抄録
The goal of the Comprehensive In Vitro Proarrhythmia Assay (CiPA) initiative is to evaluate proarrhythmic risk based on a mechanistic electrophysiological understanding of proarrhythmia that has improved specificity compared with the current paradigm using the hERG assay plus the Thorough QT study. The three primary components of CiPA include, in vitro drug effects on multiple cardiac ion channels, in silico reconstruction of electrical effects and integrated evaluation using human stem-cell derived cardiomyocytes (hSC-CM).
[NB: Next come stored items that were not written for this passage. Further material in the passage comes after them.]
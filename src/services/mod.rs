mod token_store;
mod authenticator;
mod queue;
mod connector;
mod local_queue;
mod lifecycle;

pub use token_store::{SessionStore, session_sweeper};
pub use authenticator::{Authenticator, StaticAuthenticator, RedisAuthenticator};
pub use queue::WorkQueue;
pub use connector::{ResourceConnector, TcpConnector};
pub use local_queue::LocalQueue;
pub use lifecycle::Lifecycle;
use serde::{Deserialize, Serialize};
use serde_json::{Map, Value};
use chrono::{DateTime, Utc};
use std::collections::HashMap;

/// Job states as reported by the work queue. `Done` and `Failed` are set
/// by the queue from worker progress, never by a client request.
#[derive(Serialize, Deserialize, Debug, Clone, Copy, PartialEq, Eq)]
#[serde(rename_all = "lowercase")]
pub enum JobStatus {
    Created,
    Running,
    Paused,
    Quit,
    Done,
    Failed,
}

impl JobStatus {
    /// Terminal jobs accept no further pause or quit.
    pub fn is_terminal(self) -> bool {
        matches!(self, JobStatus::Quit | JobStatus::Done | JobStatus::Failed)
    }
}

impl std::fmt::Display for JobStatus {
    fn fmt(&self, f: &mut std::fmt::Formatter<'_>) -> std::fmt::Result {
        match self {
            JobStatus::Created => write!(f, "created"),
            JobStatus::Running => write!(f, "running"),
            JobStatus::Paused => write!(f, "paused"),
            JobStatus::Quit => write!(f, "quit"),
            JobStatus::Done => write!(f, "done"),
            JobStatus::Failed => write!(f, "failed"),
        }
    }
}

#[derive(Serialize, Deserialize, Debug, Clone)]
pub struct Job {
    pub id: String,
    pub name: String,
    pub owner: String,
    pub tool_id: String,
    pub params: Map<String, Value>,
    pub status: JobStatus,
    pub resource_id: Option<String>,
    pub start_time: DateTime<Utc>,
    pub cracked_hashes: u64,
    pub total_hashes: u64,
    pub progress: f64,
    pub performance_title: String,
    pub performance_data: HashMap<String, String>,
    pub output_titles: Vec<String>,
    pub output_data: Vec<Vec<String>>,
}

impl Job {
    pub fn new(
        tool_id: impl Into<String>,
        name: impl Into<String>,
        owner: impl Into<String>,
        params: Map<String, Value>,
    ) -> Self {
        Self {
            id: uuid::Uuid::new_v4().to_string(),
            name: name.into(),
            owner: owner.into(),
            tool_id: tool_id.into(),
            params,
            status: JobStatus::Created,
            resource_id: None,
            start_time: Utc::now(),
            cracked_hashes: 0,
            total_hashes: 0,
            progress: 0.0,
            performance_title: String::new(),
            performance_data: HashMap::new(),
            output_titles: Vec::new(),
            output_data: Vec::new(),
        }
    }
}
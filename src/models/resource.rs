use serde::{Deserialize, Serialize};

/// A cracking tool as stored by the work queue. `parameters` holds the raw
/// `{"form": ..., "schema": ...}` payload supplied by the remote resource.
#[derive(Serialize, Deserialize, Debug, Clone, PartialEq)]
pub struct Tool {
    pub id: String,
    pub name: String,
    pub version: String,
    pub parameters: String,
}

#[derive(Serialize, Deserialize, Debug, Clone)]
pub struct Resource {
    pub id: String,
    pub name: String,
    pub address: String,
    pub key: String,
    pub paused: bool,
    pub tools: Vec<Tool>,
}

impl Resource {
    pub fn status(&self) -> &'static str {
        if self.paused { "paused" } else { "running" }
    }

    pub fn has_tool(&self, tool_id: &str) -> bool {
        self.tools.iter().any(|t| t.id == tool_id)
    }
}
use axum::{
    response::{IntoResponse, Response, Json},
    http::StatusCode,
};
use serde::Serialize;
use crate::errors::AppError;
use crate::models::api::{Empty, Envelope};

/// Successful reply: a 200 envelope around `T`.
pub struct ApiResponse<T: Serialize>(pub T);

impl<T: Serialize> IntoResponse for ApiResponse<T> {
    fn into_response(self) -> Response {
        envelope(StatusCode::OK, self.0)
    }
}

fn envelope<T: Serialize>(code: StatusCode, payload: T) -> Response {
    let body = Envelope {
        status: code.as_u16(),
        message: code.canonical_reason().unwrap_or("").to_string(),
        payload,
    };
    (code, Json(body)).into_response()
}

impl AppError {
    pub fn status_code(&self) -> StatusCode {
        match self {
            AppError::AuthenticationFailed
            | AppError::Unauthenticated
            | AppError::Forbidden { .. } => StatusCode::UNAUTHORIZED,
            AppError::BadRequest(_) => StatusCode::BAD_REQUEST,
            AppError::NotFound(_) => StatusCode::NOT_FOUND,
            AppError::Redis(_) | AppError::Queue(_) | AppError::Internal(_) => {
                StatusCode::INTERNAL_SERVER_ERROR
            }
        }
    }
}

// Only the status and its canonical text reach the client. Details stay in the log.
impl IntoResponse for AppError {
    fn into_response(self) -> Response {
        let code = self.status_code();
        if code == StatusCode::INTERNAL_SERVER_ERROR {
            tracing::error!(error = %self, "Request failed");
        } else {
            tracing::debug!(error = %self, status = code.as_u16(), "Request rejected");
        }
        envelope(code, Empty {})
    }
}
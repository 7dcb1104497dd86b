use async_trait::async_trait;
use serde_json::{Map, Value};
use std::sync::Arc;
use tokio::sync::RwLock;
use crate::errors::{QueueError, QueueResult};
use crate::models::{Job, JobStatus, Resource, Tool};
use super::{ResourceConnector, WorkQueue};

#[derive(Default)]
struct QueueState {
    jobs: Vec<Job>,
    resources: Vec<Resource>,
}

/// In-process work queue. Jobs and resources are kept in insertion order
/// behind a single lock.
pub struct LocalQueue {
    state: RwLock<QueueState>,
    connector: Arc<dyn ResourceConnector>,
    max_jobs: usize,
}

impl LocalQueue {
    pub fn new(connector: Arc<dyn ResourceConnector>, max_jobs: usize) -> Self {
        Self {
            state: RwLock::new(QueueState::default()),
            connector,
            max_jobs,
        }
    }

    /// Updates cracking progress; a job whose cracked count reaches a
    /// non-zero total is done.
    #[cfg(test)]
    pub async fn record_progress(&self, id: &str, cracked: u64, total: u64) -> QueueResult<()> {
        let mut state = self.state.write().await;
        let job = find_job_mut(&mut state.jobs, id)?;
        job.cracked_hashes = cracked;
        job.total_hashes = total;
        if total > 0 {
            job.progress = cracked as f64 / total as f64 * 100.0;
            if cracked >= total {
                job.status = JobStatus::Done;
            }
        }
        Ok(())
    }
}

fn find_job_mut<'a>(jobs: &'a mut [Job], id: &str) -> QueueResult<&'a mut Job> {
    jobs.iter_mut()
        .find(|j| j.id == id)
        .ok_or_else(|| QueueError::JobNotFound(id.to_string()))
}

fn find_resource_mut<'a>(resources: &'a mut [Resource], id: &str) -> QueueResult<&'a mut Resource> {
    resources.iter_mut()
        .find(|r| r.id == id)
        .ok_or_else(|| QueueError::ResourceNotFound(id.to_string()))
}

// Checks the job parameters against the `required` list of the tool schema.
fn validate_params(tool: &Tool, params: &Map<String, Value>) -> QueueResult<()> {
    let payload: Value = serde_json::from_str(&tool.parameters)
        .map_err(|e| QueueError::MalformedTool(tool.id.clone(), e.to_string()))?;

    let required = payload
        .get("schema")
        .and_then(|s| s.get("required"))
        .and_then(Value::as_array);

    if let Some(required) = required {
        let missing: Vec<&str> = required
            .iter()
            .filter_map(Value::as_str)
            .filter(|key| !params.contains_key(*key))
            .collect();
        if !missing.is_empty() {
            return Err(QueueError::InvalidParams(format!("missing {}", missing.join(", "))));
        }
    }
    Ok(())
}

#[async_trait]
impl WorkQueue for LocalQueue {
    async fn tools(&self) -> Vec<Tool> {
        let state = self.state.read().await;
        let mut tools: Vec<Tool> = Vec::new();
        for tool in state.resources.iter().flat_map(|r| r.tools.iter()) {
            if !tools.iter().any(|t| t.id == tool.id) {
                tools.push(tool.clone());
            }
        }
        tools
    }

    async fn resources(&self) -> Vec<Resource> {
        self.state.read().await.resources.clone()
    }

    async fn add_resource(&self, address: &str, name: &str, key: &str) -> QueueResult<String> {
        // No lock is held while the remote side is contacted.
        let tools = self.connector.connect(address, key).await?;

        let resource = Resource {
            id: uuid::Uuid::new_v4().to_string(),
            name: name.to_string(),
            address: address.to_string(),
            key: key.to_string(),
            paused: false,
            tools,
        };
        let id = resource.id.clone();
        tracing::debug!(resource = %id, tools = resource.tools.len(), "Resource connected");

        self.state.write().await.resources.push(resource);
        Ok(id)
    }

    async fn pause_resource(&self, id: &str) -> QueueResult<()> {
        let mut state = self.state.write().await;
        find_resource_mut(&mut state.resources, id)?.paused = true;
        Ok(())
    }

    async fn resume_resource(&self, id: &str) -> QueueResult<()> {
        let mut state = self.state.write().await;
        find_resource_mut(&mut state.resources, id)?.paused = false;
        Ok(())
    }

    async fn remove_resource(&self, id: &str) -> QueueResult<()> {
        let mut state = self.state.write().await;
        if !state.resources.iter().any(|r| r.id == id) {
            return Err(QueueError::ResourceNotFound(id.to_string()));
        }

        let active = state.jobs.iter()
            .filter(|j| j.resource_id.as_deref() == Some(id))
            .filter(|j| matches!(j.status, JobStatus::Running | JobStatus::Paused))
            .count();
        if active > 0 {
            return Err(QueueError::ResourceBusy(id.to_string(), active));
        }

        state.resources.retain(|r| r.id != id);
        Ok(())
    }

    async fn all_jobs(&self) -> Vec<Job> {
        self.state.read().await.jobs.clone()
    }

    async fn job_info(&self, id: &str) -> Option<Job> {
        self.state.read().await.jobs.iter().find(|j| j.id == id).cloned()
    }

    async fn add_job(&self, mut job: Job) -> QueueResult<String> {
        let mut state = self.state.write().await;
        if state.jobs.len() >= self.max_jobs {
            return Err(QueueError::AtCapacity(self.max_jobs));
        }

        let tool = state.resources.iter()
            .flat_map(|r| r.tools.iter())
            .find(|t| t.id == job.tool_id)
            .ok_or_else(|| QueueError::UnknownTool(job.tool_id.clone()))?;
        validate_params(tool, &job.params)?;

        match state.resources.iter().find(|r| !r.paused && r.has_tool(&job.tool_id)) {
            Some(resource) => {
                job.resource_id = Some(resource.id.clone());
                job.status = JobStatus::Running;
            }
            None => {
                job.resource_id = None;
                job.status = JobStatus::Created;
            }
        }

        let id = job.id.clone();
        state.jobs.push(job);
        Ok(id)
    }

    async fn pause_job(&self, id: &str) -> QueueResult<()> {
        let mut state = self.state.write().await;
        let job = find_job_mut(&mut state.jobs, id)?;
        match job.status {
            JobStatus::Created | JobStatus::Running => {
                job.status = JobStatus::Paused;
                Ok(())
            }
            from => Err(QueueError::InvalidTransition { from, action: "pause" }),
        }
    }

    async fn quit_job(&self, id: &str) -> QueueResult<()> {
        let mut state = self.state.write().await;
        let job = find_job_mut(&mut state.jobs, id)?;
        if job.status.is_terminal() {
            return Err(QueueError::InvalidTransition { from: job.status, action: "quit" });
        }
        job.status = JobStatus::Quit;
        Ok(())
    }

    async fn remove_job(&self, id: &str) -> QueueResult<()> {
        let mut state = self.state.write().await;
        let job = find_job_mut(&mut state.jobs, id)?;
        if job.status == JobStatus::Running {
            return Err(QueueError::InvalidTransition { from: job.status, action: "delete" });
        }
        state.jobs.retain(|j| j.id != id);
        Ok(())
    }
}
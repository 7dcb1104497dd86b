use serde::{Deserialize, Serialize};

/// Privilege levels, ordered from least to most privileged.
#[derive(Debug, Clone, Copy, PartialEq, Eq, PartialOrd, Ord, Serialize, Deserialize)]
pub enum Role {
    ReadOnly,
    Standard,
    Administrator,
}

impl std::fmt::Display for Role {
    fn fmt(&self, f: &mut std::fmt::Formatter<'_>) -> std::fmt::Result {
        match self {
            Role::ReadOnly => write!(f, "ReadOnly"),
            Role::Standard => write!(f, "Standard"),
            Role::Administrator => write!(f, "Administrator"),
        }
    }
}

/// An authenticated identity. Immutable for the lifetime of its session.
#[derive(Debug, Serialize, Deserialize, Clone, PartialEq, Eq)]
pub struct User {
    pub username: String,
    pub role: Role,
}

impl User {
    pub fn new(username: impl Into<String>, role: Role) -> Self {
        Self { username: username.into(), role }
    }

    pub fn allowed(&self, min: Role) -> bool {
        self.role >= min
    }

    /// Role name shown to clients.
    pub fn effective_role(&self) -> String {
        self.role.to_string()
    }
}
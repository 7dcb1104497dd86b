use axum::{
    body::Bytes,
    extract::State,
    http::HeaderMap,
};
use crate::errors::{response::ApiResponse, AppResult};
use crate::middleware::Gate;
use crate::models::{api::{Empty, LoginResp}, LoginReq};
use crate::services::SessionStore;
use super::{decode, AppState};

pub async fn handle_login(
    State(state): State<AppState>,
    body: Bytes,
) -> AppResult<ApiResponse<LoginResp>> {
    let req: LoginReq = decode(&body)?;

    let user = state.authenticator
        .login(&req.username, &req.password)
        .await
        .map_err(|e| {
            tracing::warn!(username = %req.username, "Login failed");
            e
        })?;

    let token = SessionStore::generate_token();
    let role = user.effective_role();
    state.sessions.add_token(token.clone(), user).await;

    tracing::info!(username = %req.username, %role, "User successfully logged in");
    Ok(ApiResponse(LoginResp { token, role }))
}

// Always succeeds, whether or not the token was live.
pub async fn handle_logout(
    State(state): State<AppState>,
    headers: HeaderMap,
) -> ApiResponse<Empty> {
    if let Some(token) = Gate::token(&headers) {
        if let Some(user) = state.sessions.remove_token(token).await {
            tracing::info!(username = %user.username, "User successfully logged out");
        }
    }
    ApiResponse(Empty {})
}
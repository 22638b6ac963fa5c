//! Portfolio question answering over the caller's holdings

use std::sync::Arc;

use serde::Serialize;
use tracing::instrument;

use crate::error::Result;
use crate::llm::{ModelClient, Prompt};
use crate::portfolio::{Holding, total_equity};
use crate::prompts::{self, PromptLibrary, format_dollars};
use crate::request::{AnalyzeRequest, ConversationTurn};
use crate::response::AnalyzeResponse;

const TEMPERATURE: f32 = 0.2;

/// Prior turns replayed to the model
const HISTORY_TURNS: usize = 4;

#[derive(Serialize)]
struct HoldingRow<'a> {
    symbol: &'a str,
    quantity: String,
    price: String,
    average_cost: String,
    pnl: String,
    pnl_pct: String,
}

impl<'a> From<&'a Holding> for HoldingRow<'a> {
    fn from(h: &'a Holding) -> Self {
        Self {
            symbol: &h.symbol,
            quantity: h.quantity.to_string(),
            price: format_dollars(h.price),
            average_cost: format_dollars(h.average_buy_price),
            pnl: format_dollars(h.unrealized_pnl()),
            pnl_pct: format!("{:.2}%", h.unrealized_pnl_pct()),
        }
    }
}

/// Answers questions about the caller's own positions
pub struct PortfolioAnalyst {
    llm: ModelClient,
    prompts: Arc<PromptLibrary>,
}

impl PortfolioAnalyst {
    pub fn new(llm: ModelClient, prompts: Arc<PromptLibrary>) -> Self {
        Self { llm, prompts }
    }

    #[instrument(skip_all, fields(holdings = request.portfolio_context.len()))]
    pub async fn answer(&self, request: &AnalyzeRequest) -> Result<AnalyzeResponse> {
        let holdings = &request.portfolio_context;
        let rows: Vec<HoldingRow<'_>> = holdings.iter().map(HoldingRow::from).collect();
        let system = self.prompts.render(
            prompts::PORTFOLIO,
            minijinja::context! {
                holdings => rows,
                total_equity => format_dollars(total_equity(holdings)),
            },
        )?;

        let prompt = Prompt::new(system, TEMPERATURE)
            .messages(
                request
                    .recent_history(HISTORY_TURNS)
                    .iter()
                    .map(ConversationTurn::to_message),
            )
            .user(&request.query);
        let text = self.llm.complete(prompt).await?;

        Ok(AnalyzeResponse::general(text))
    }
}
The role of hSC-CM assay is to confirm the cellular electrophysiological effects to be derived from the in silico reconstructions based on effects on individual ionic currents, and to inform knowledge of repolarization effects not anticipated from ion channel or in silico reconstruction efforts. To achieve this objective, it must first be demonstrated that hSC-CM’s and technological platform/approaches provide reasonable throughput and reproducibility of results between and across laboratories. A multi-disciplinary approach is required to assess both the cells and technologies being developed, and to acquire data needed for CiPA and translational science decision-making. Under the auspices of the HESI Cardiac Safety Committee, the Myocyte Subteam was formed, designed and completed a pilot study to assess multi-electrode array and voltage sensitive optical platforms (to assess electrophysiologic effects based on field potential measures and transmembrane potentials, respectively). This talk with cover updates from the CiPA initiative and detail the work of the Myocyte Subteam in the context of the evolving CiPA paradigm.